Data under study ->
• • • • • • •
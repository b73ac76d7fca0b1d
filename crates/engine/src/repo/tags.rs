use async_trait::async_trait;
use chrono::Utc;
use sea_orm::{
    ActiveModelTrait, ColumnTrait, DatabaseConnection, EntityTrait, PaginatorTrait, QueryFilter,
    QueryOrder, QuerySelect, sea_query::Expr,
};

use crate::{
    ResultEngine, Status, Tag, TagFilter,
    listing::{PageRequest, Paged},
    tags,
};

use super::{TagRepository, contains_text, order_column};

trait ApplyTagFilters: QueryFilter + Sized {
    fn apply_tag_filters(self, filter: &TagFilter) -> Self;
}

impl<T> ApplyTagFilters for T
where
    T: QueryFilter + Sized,
{
    fn apply_tag_filters(mut self, filter: &TagFilter) -> Self {
        let status = filter.status.unwrap_or(Status::Active);
        self = self.filter(tags::Column::StatusId.eq(status.as_i32()));

        if let Some(id) = filter.id {
            self = self.filter(tags::Column::Id.eq(id));
        }
        if let Some(title) = &filter.title {
            self = self.filter(contains_text(tags::Column::Title, title));
        }

        self
    }
}

pub struct SeaOrmTags {
    db: DatabaseConnection,
}

impl SeaOrmTags {
    pub fn new(db: DatabaseConnection) -> Self {
        Self { db }
    }
}

#[async_trait]
impl TagRepository for SeaOrmTags {
    async fn insert(&self, tag: &Tag) -> ResultEngine<Tag> {
        let model = tags::ActiveModel::from(tag).insert(&self.db).await?;
        Tag::try_from(model)
    }

    async fn update(&self, tag: &Tag) -> ResultEngine<Tag> {
        let model = tags::ActiveModel::from(tag).update(&self.db).await?;
        Tag::try_from(model)
    }

    async fn find_by_id(&self, id: i32, status: Option<Status>) -> ResultEngine<Option<Tag>> {
        let mut query = tags::Entity::find_by_id(id);
        if let Some(status) = status {
            query = query.filter(tags::Column::StatusId.eq(status.as_i32()));
        }
        query.one(&self.db).await?.map(Tag::try_from).transpose()
    }

    async fn find_by_ids(&self, ids: &[i32], status: Option<Status>) -> ResultEngine<Vec<Tag>> {
        if ids.is_empty() {
            return Ok(Vec::new());
        }
        let mut query = tags::Entity::find().filter(tags::Column::Id.is_in(ids.iter().copied()));
        if let Some(status) = status {
            query = query.filter(tags::Column::StatusId.eq(status.as_i32()));
        }
        query
            .all(&self.db)
            .await?
            .into_iter()
            .map(Tag::try_from)
            .collect()
    }

    async fn find_by_title(&self, title: &str, status: Status) -> ResultEngine<Option<Tag>> {
        tags::Entity::find()
            .filter(tags::Column::Title.eq(title))
            .filter(tags::Column::StatusId.eq(status.as_i32()))
            .one(&self.db)
            .await?
            .map(Tag::try_from)
            .transpose()
    }

    async fn find_all(&self, filter: &TagFilter, page: &PageRequest) -> ResultEngine<Paged<Tag>> {
        let query = tags::Entity::find().apply_tag_filters(filter);
        let count = query.clone().count(&self.db).await?;
        let column: tags::Column = order_column(page.order_by)?;
        let items = query
            .order_by(column, page.direction.into())
            .offset(page.offset)
            .limit(page.limit)
            .all(&self.db)
            .await?
            .into_iter()
            .map(Tag::try_from)
            .collect::<ResultEngine<Vec<_>>>()?;

        Ok(Paged { items, count })
    }

    async fn soft_delete(&self, id: i32) -> ResultEngine<()> {
        let now = Utc::now();
        tags::Entity::update_many()
            .col_expr(tags::Column::StatusId, Expr::value(Status::Inactive.as_i32()))
            .col_expr(tags::Column::DeletedAt, Expr::value(now))
            .col_expr(tags::Column::UpdatedAt, Expr::value(now))
            .filter(tags::Column::Id.eq(id))
            .exec(&self.db)
            .await?;
        Ok(())
    }
}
• • • • • • •
Task brief ->
Please return all of the entries exactly as they were given.

Answer ->
repository b73ac76d7fca0b1d
filename crates/engine/src/repo/tags.rs
use async_trait::async_trait;
use chrono::Utc;
use sea_orm::{
    ActiveModelTrait, ColumnTrait, DatabaseConnection, EntityTrait, PaginatorTrait, QueryFilter,
    QueryOrder, QuerySelect, sea_query::Expr,
};

use crate::{
    ResultEngine, Status, Tag, TagFilter,
    listing::{PageRequest, Paged},
    tags,
};

use super::{TagRepository, contains_text, order_column};

trait ApplyTagFilters: QueryFilter + Sized {
    fn apply_tag_filters(self, filter: &TagFilter) -> Self;
}

impl<T> ApplyTagFilters for T
where
    T: QueryFilter + Sized,
{
    fn apply_tag_filters(mut self, filter: &TagFilter) -> Self {
        let status = filter.status.unwrap_or(Status::Active);
        self = self.filter(tags::Column::StatusId.eq(status.as_i32()));

        if let Some(id) = filter.id {
            self = self.filter(tags::Column::Id.eq(id));
        }
        if let Some(title) = &filter.title {
            self = self.filter(contains_text(tags::Column::Title, title));
        }

        self
    }
}

pub struct SeaOrmTags {
    db: DatabaseConnection,
}

impl SeaOrmTags {
    pub fn new(db: DatabaseConnection) -> Self {
        Self { db }
    }
}

#[async_trait]
impl TagRepository for SeaOrmTags {
    async fn insert(&self, tag: &Tag) -> ResultEngine<Tag> {
        let model = tags::ActiveModel::from(tag).insert(&self.db).await?;
        Tag::try_from(model)
    }

    async fn update(&self, tag: &Tag) -> ResultEngine<Tag> {
        let model = tags::ActiveModel::from(tag).update(&self.db).await?;
        Tag::try_from(model)
    }

    async fn find_by_id(&self, id: i32, status: Option<Status>) -> ResultEngine<Option<Tag>> {
        let mut query = tags::Entity::find_by_id(id);
        if let Some(status) = status {
            query = query.filter(tags::Column::StatusId.eq(status.as_i32()));
        }
        query.one(&self.db).await?.map(Tag::try_from).transpose()
    }

    async fn find_by_ids(&self, ids: &[i32], status: Option<Status>) -> ResultEngine<Vec<Tag>> {
        if ids.is_empty() {
            return Ok(Vec::new());
        }
        let mut query = tags::Entity::find().filter(tags::Column::Id.is_in(ids.iter().copied()));
        if let Some(status) = status {
            query = query.filter(tags::Column::StatusId.eq(status.as_i32()));
        }
        query
            .all(&self.db)
            .await?
            .into_iter()
            .map(Tag::try_from)
            .collect()
    }

    async fn find_by_title(&self, title: &str, status: Status) -> ResultEngine<Option<Tag>> {
        tags::Entity::find()
            .filter(tags::Column::Title.eq(title))
            .filter(tags::Column::StatusId.eq(status.as_i32()))
            .one(&self.db)
            .await?
            .map(Tag::try_from)
            .transpose()
    }

    async fn find_all(&self, filter: &TagFilter, page: &PageRequest) -> ResultEngine<Paged<Tag>> {
        let query = tags::Entity::find().apply_tag_filters(filter);
        let count = query.clone().count(&self.db).await?;
        let column: tags::Column = order_column(page.order_by)?;
        let items = query
            .order_by(column, page.direction.into())
            .offset(page.offset)
            .limit(page.limit)
            .all(&self.db)
            .await?
            .into_iter()
            .map(Tag::try_from)
            .collect::<ResultEngine<Vec<_>>>()?;

        Ok(Paged { items, count })
    }

    async fn soft_delete(&self, id: i32) -> ResultEngine<()> {
        let now = Utc::now();
        tags::Entity::update_many()
            .col_expr(tags::Column::StatusId, Expr::value(Status::Inactive.as_i32()))
            .col_expr(tags::Column::DeletedAt, Expr::value(now))
            .col_expr(tags::Column::UpdatedAt, Expr::value(now))
            .filter(tags::Column::Id.eq(id))
            .exec(&self.db)
            .await?;
        Ok(())
    }
}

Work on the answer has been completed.